A Model-Based Approach for Continuous-Time Policy Evaluation with Unknown Lévy Process Dynamics
科研大讨论系列报告
报告题目(Title):A Model-Based Approach for Continuous-Time Policy Evaluation with Unknown Lévy Process Dynamics
报告人(Speaker):田小川(University of California, San Diego)
地点(Place):后主楼1124
时间(Time):2024年5月31日下午2:00-3:00
邀请人(Inviter):熊云丰
报告摘要
Reinforcement learning (RL) is an active branch of machine learning focused on learning optimal policies to maximize cumulative rewards through interaction with the environment. While traditional RL research primarily deals with Markov decision processes in discrete time and space, we explore RL in a continuous-time framework, essential for high-frequency interactions such as stock trading and autonomous driving.

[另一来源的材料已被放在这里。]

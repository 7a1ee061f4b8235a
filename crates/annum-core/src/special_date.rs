//! Special dates: the canonical recurring occasion records.
//!
//! A special date is owned by exactly one user. Imported records carry the
//! provider's event id so repeated imports can find and update them instead
//! of creating duplicates.

use chrono::{DateTime, Utc};
use serde::{Deserialize, Deserializer, Serialize};
use strum::{Display, EnumString};
use uuid::Uuid;

use crate::{
  Error, Result,
  category::Category,
  date::{MonthDay, OriginalDate},
};

// ─── Origin ──────────────────────────────────────────────────────────────────

/// How a record entered the store.
#[derive(
  Debug,
  Clone,
  Copy,
  Default,
  PartialEq,
  Eq,
  Hash,
  Serialize,
  Deserialize,
  Display,
  EnumString,
)]
#[serde(rename_all = "snake_case")]
#[strum(serialize_all = "snake_case")]
pub enum SourceOrigin {
  /// Typed in by the user directly.
  #[default]
  Manual,
  /// Merged in from an external calendar provider.
  ImportedExternal,
}

// ─── SpecialDate ─────────────────────────────────────────────────────────────

/// A recurring annual occasion.
#[derive(Debug, Clone, PartialEq, Eq, Serialize, Deserialize)]
pub struct SpecialDate {
  /// Assigned by the store at creation; never changes.
  pub id:            Uuid,
  pub owner_id:      String,
  /// Composed name or label of the person or thing the occasion is about.
  pub subject_name:  String,
  pub category:      Category,
  /// Present iff `category` is [`Category::Custom`].
  pub custom_label:  Option<String>,
  pub original_date: OriginalDate,
  /// Decorative token; no behavioural meaning.
  pub icon:          String,
  pub source_origin: SourceOrigin,
  /// Present iff `source_origin` is [`SourceOrigin::ImportedExternal`].
  pub external_id:   Option<String>,
  pub created_at:    DateTime<Utc>,
  pub updated_at:    DateTime<Utc>,
  /// Soft-delete flag. Inactive records stay readable by id.
  pub active:        bool,
}

impl SpecialDate {
  /// The name shown for this record: the subject name, else the custom
  /// label, else the category's default label.
  pub fn display_name(&self) -> &str {
    if !self.subject_name.trim().is_empty() {
      return &self.subject_name;
    }
    match self.custom_label.as_deref() {
      Some(label) if !label.trim().is_empty() => label,
      _ => self.category.metadata().default_label,
    }
  }

  /// Case-insensitive substring match over subject name and custom label.
  pub fn matches_text(&self, needle: &str) -> bool {
    let needle = needle.to_lowercase();
    self.subject_name.to_lowercase().contains(&needle)
      || self
        .custom_label
        .as_deref()
        .is_some_and(|l| l.to_lowercase().contains(&needle))
  }
}

// ─── NewSpecialDate ──────────────────────────────────────────────────────────

/// Input to [`crate::store::EventStore::create`].
/// `id`, timestamps and `active` are always set by the store.
#[derive(Debug, Clone, PartialEq, Eq, Serialize, Deserialize)]
pub struct NewSpecialDate {
  pub owner_id:      String,
  pub subject_name:  String,
  pub category:      Category,
  #[serde(default)]
  pub custom_label:  Option<String>,
  pub original_date: OriginalDate,
  /// Falls back to the category icon when absent.
  #[serde(default)]
  pub icon:          Option<String>,
  #[serde(default)]
  pub source_origin: SourceOrigin,
  #[serde(default)]
  pub external_id:   Option<String>,
}

impl NewSpecialDate {
  /// A manually entered record with no custom label or icon.
  pub fn new(
    owner_id: impl Into<String>,
    subject_name: impl Into<String>,
    category: Category,
    original_date: OriginalDate,
  ) -> Self {
    Self {
      owner_id: owner_id.into(),
      subject_name: subject_name.into(),
      category,
      custom_label: None,
      original_date,
      icon: None,
      source_origin: SourceOrigin::Manual,
      external_id: None,
    }
  }

  /// A record imported from an external provider under `external_id`.
  pub fn imported(
    owner_id: impl Into<String>,
    external_id: impl Into<String>,
    subject_name: impl Into<String>,
    category: Category,
    original_date: OriginalDate,
  ) -> Self {
    Self {
      source_origin: SourceOrigin::ImportedExternal,
      external_id: Some(external_id.into()),
      ..Self::new(owner_id, subject_name, category, original_date)
    }
  }

  pub fn with_custom_label(mut self, label: impl Into<String>) -> Self {
    self.custom_label = Some(label.into());
    self
  }

  pub fn with_icon(mut self, icon: impl Into<String>) -> Self {
    self.icon = Some(icon.into());
    self
  }

  pub fn validate(&self) -> Result<()> {
    if self.owner_id.trim().is_empty() {
      return Err(Error::Validation("owner id must not be empty".into()));
    }
    validate_fields(
      &self.subject_name,
      self.category,
      self.custom_label.as_deref(),
      &self.original_date,
    )?;
    match (self.source_origin, self.external_id.as_deref()) {
      (SourceOrigin::ImportedExternal, Some(id)) if !id.trim().is_empty() => {
        Ok(())
      }
      (SourceOrigin::ImportedExternal, _) => Err(Error::Validation(
        "imported records require an external id".into(),
      )),
      (SourceOrigin::Manual, None) => Ok(()),
      (SourceOrigin::Manual, Some(_)) => Err(Error::Validation(
        "manual records must not carry an external id".into(),
      )),
    }
  }

  /// Build the stored record. The caller must have validated `self`.
  pub fn into_special_date(self, id: Uuid, now: DateTime<Utc>) -> SpecialDate {
    let icon = self
      .icon
      .unwrap_or_else(|| self.category.metadata().icon.to_owned());
    SpecialDate {
      id,
      owner_id: self.owner_id,
      subject_name: self.subject_name,
      category: self.category,
      custom_label: self.custom_label,
      original_date: self.original_date,
      icon,
      source_origin: self.source_origin,
      external_id: self.external_id,
      created_at: now,
      updated_at: now,
      active: true,
    }
  }
}

// ─── Patch ───────────────────────────────────────────────────────────────────

/// A partial update. `None` fields are left untouched; `custom_label` uses a
/// double option so that `null` clears the label.
#[derive(Debug, Clone, Default, PartialEq, Eq, Serialize, Deserialize)]
pub struct SpecialDatePatch {
  #[serde(default)]
  pub subject_name:  Option<String>,
  #[serde(default)]
  pub category:      Option<Category>,
  #[serde(default, deserialize_with = "double_option")]
  pub custom_label:  Option<Option<String>>,
  #[serde(default)]
  pub original_date: Option<OriginalDate>,
  /// Move the month/day but keep the stored record's known year. Resolved
  /// against the record the patch is applied to, after `original_date`.
  #[serde(default)]
  pub recurrence:    Option<MonthDay>,
  #[serde(default)]
  pub icon:          Option<String>,
}

impl SpecialDatePatch {
  pub fn is_empty(&self) -> bool { self == &Self::default() }

  /// Apply the patch to a copy of `record` and validate the result.
  ///
  /// Moving a record away from [`Category::Custom`] without touching the
  /// label clears it. A category change without an explicit icon replaces
  /// the old category's default icon with the new one; a custom icon stays.
  /// `updated_at` is left to the caller.
  pub fn apply_to(&self, record: &SpecialDate) -> Result<SpecialDate> {
    let mut next = record.clone();
    if let Some(name) = &self.subject_name {
      next.subject_name = name.clone();
    }
    if let Some(category) = self.category {
      if self.icon.is_none() && record.icon == record.category.metadata().icon {
        next.icon = category.metadata().icon.to_owned();
      }
      next.category = category;
    }
    match &self.custom_label {
      Some(label) => next.custom_label = label.clone(),
      None if !next.category.requires_custom_label() => {
        next.custom_label = None
      }
      None => {}
    }
    if let Some(date) = self.original_date {
      next.original_date = date;
    }
    if let Some(to) = self.recurrence {
      next.original_date = next.original_date.moved_to(to);
    }
    if let Some(icon) = &self.icon {
      next.icon = icon.clone();
    }
    validate_fields(
      &next.subject_name,
      next.category,
      next.custom_label.as_deref(),
      &next.original_date,
    )?;
    Ok(next)
  }
}

fn double_option<'de, D, T>(de: D) -> Result<Option<Option<T>>, D::Error>
where
  D: Deserializer<'de>,
  T: Deserialize<'de>,
{
  Option::<T>::deserialize(de).map(Some)
}

// ─── Validation ──────────────────────────────────────────────────────────────

fn validate_fields(
  subject_name: &str,
  category: Category,
  custom_label: Option<&str>,
  original_date: &OriginalDate,
) -> Result<()> {
  original_date.validate()?;

  let label = custom_label.map(str::trim).filter(|l| !l.is_empty());
  if category.requires_custom_label() && label.is_none() {
    return Err(Error::Validation(
      "custom occasions require a non-empty custom label".into(),
    ));
  }
  if !category.requires_custom_label() && custom_label.is_some() {
    return Err(Error::Validation(format!(
      "a custom label is only allowed on custom occasions, not {category}"
    )));
  }
  if subject_name.trim().is_empty() && label.is_none() {
    return Err(Error::Validation(
      "subject name and custom label must not both be empty".into(),
    ));
  }
  Ok(())
}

Our research introduces a PDE-based framework for policy evaluation in continuous-time environments, where dynamics are modeled by Lévy processes. We also formulate the Hamilton-Jacobi-Bellman (HJB) equation for the corresponding stochastic optimal control problem governed by Lévy dynamics. Our approach includes two primary components: 1) Estimating parameters of Lévy processes from observed data, and 2) Evaluating policies by solving the associated integro-PDEs. In the first step, we use a fast solver for the fractional Fokker-Planck equation to accurately approximate transition probabilities. We demonstrate that combining this method with importance sampling techniques is vital for parameter recovery in heavy-tailed data distributions. In the second step, we offer a theoretical guarantee on the accuracy of policy evaluation considering modeling error. Our work establishes a foundation for continuous-time RL in environments characterized by complex, heavy-tailed dynamics.
主讲人简介
Xiaochuan Tian is an Assistant Professor of Mathematics at the University of California, San Diego. She received her Ph.D. from Columbia University and was a Bing Instructor in the Department of Mathematics at the University of Texas, Austin. Her areas of research interest include numerical PDEs, nonlocal integral models, multiscale and stochastic modeling, and most recently, intersections of PDEs and data analysis. Her research is partially funded by the National Science Foundation CAREER grant and the Alfred P. Sloan Fellowship.